Boosting Few-Shot Learning with Disentangled Self-Supervised Learning and Meta-Learning for Medical Image Classification
- URL: http://arxiv.org/abs/2403.17530v1
- Date: Tue, 26 Mar 2024 09:36:20 GMT
- Title: Boosting Few-Shot Learning with Disentangled Self-Supervised Learning and Meta-Learning for Medical Image Classification
- Authors: Eva Pachetti, Sotirios A. Tsaftaris, Sara Colantonio,
- Abstract summary: We present a strategy for improving the performance and generalization capabilities of models trained in low-data regimes.
The proposed method starts with a pre-training phase, where features learned in a self-supervised learning setting are disentangled to improve the robustness of the representations for downstream tasks.
We then introduce a meta-fine-tuning step, leveraging related classes between meta-training and meta-testing phases but varying the level.

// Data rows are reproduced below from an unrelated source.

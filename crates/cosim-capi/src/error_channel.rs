//! Per-thread record of the most recent failure.
//!
//! Every C function that returns a failure sentinel first stores the error
//! here.  The record is overwritten by the next failure on the same thread
//! and never cleared by successful calls.

use std::cell::RefCell;
use std::ffi::{CString, c_char};

use tracing::debug;

use cosim_core::{CosimError, Errc};

struct LastError {
    code:    Errc,
    message: CString,
    os_code: i32,
}

thread_local! {
    static LAST_ERROR: RefCell<LastError> = RefCell::new(LastError {
        code:    Errc::Success,
        message: CString::default(),
        os_code: 0,
    });
}

/// Turn arbitrary text into a C string, dropping interior NULs.
pub(crate) fn to_c_string(text: String) -> CString {
    CString::new(text).unwrap_or_else(|e| {
        let mut bytes = e.into_vec();
        bytes.retain(|&b| b != 0);
        CString::new(bytes).unwrap_or_default()
    })
}

pub fn set_last_error(err: &CosimError) {
    debug!(code = %err.code(), error = %err, "call failed");
    LAST_ERROR.with_borrow_mut(|last| {
        last.code = err.code();
        last.message = to_c_string(err.to_string());
        last.os_code = err.os_code().unwrap_or(0);
    });
}

pub fn last_error_code() -> Errc {
    LAST_ERROR.with_borrow(|last| last.code)
}

/// Pointer to the message of the last error on this thread.  Valid until the
/// next failing call on this thread.
pub fn last_error_message() -> *const c_char {
    LAST_ERROR.with_borrow(|last| last.message.as_ptr())
}

/// Owned copy of the last message, for Rust callers.
pub fn last_error_message_string() -> String {
    LAST_ERROR.with_borrow(|last| last.message.to_string_lossy().into_owned())
}

/// OS error number of the last `Errc::Errno` failure, 0 otherwise.
pub fn last_error_os_code() -> i32 {
    LAST_ERROR.with_borrow(|last| last.os_code)
}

- Score: 8.975676404678374
- License: http://creativecommons.org/licenses/by/4.0/
- Abstract: Background and objective: Employing deep learning models in critical domains such as medical imaging poses challenges associated with the limited availability of training data. We present a strategy for improving the performance and generalization capabilities of models trained in low-data regimes. Methods: The proposed method starts with a pre-training phase, where features learned in a self-supervised learning setting are disentangled to improve the robustness of the representations for downstream tasks. We then introduce a meta-fine-tuning step, leveraging related classes between meta-training and meta-testing phases but varying the granularity level. This approach aims to enhance the model's generalization capabilities by exposing it to more challenging classification tasks during meta-training and evaluating it on easier tasks but holding greater clinical relevance during meta-testing. We demonstrate the effectiveness of the proposed approach through a series of experiments exploring several backbones, as well as diverse pre-training and fine-tuning schemes, on two distinct medical tasks, i.e., classification of prostate cancer aggressiveness from MRI data and classification of breast cancer malignity from microscopic images. Results: Our results indicate that the proposed approach consistently yields superior performance w.r.t. ablation experiments, maintaining competitiveness even when a distribution shift between training and evaluation data occurs. Conclusion: Extensive experiments demonstrate the effectiveness and wide applicability of the proposed approach. We hope that this work will add another solution to the arsenal of addressing learning issues in data-scarce imaging domains.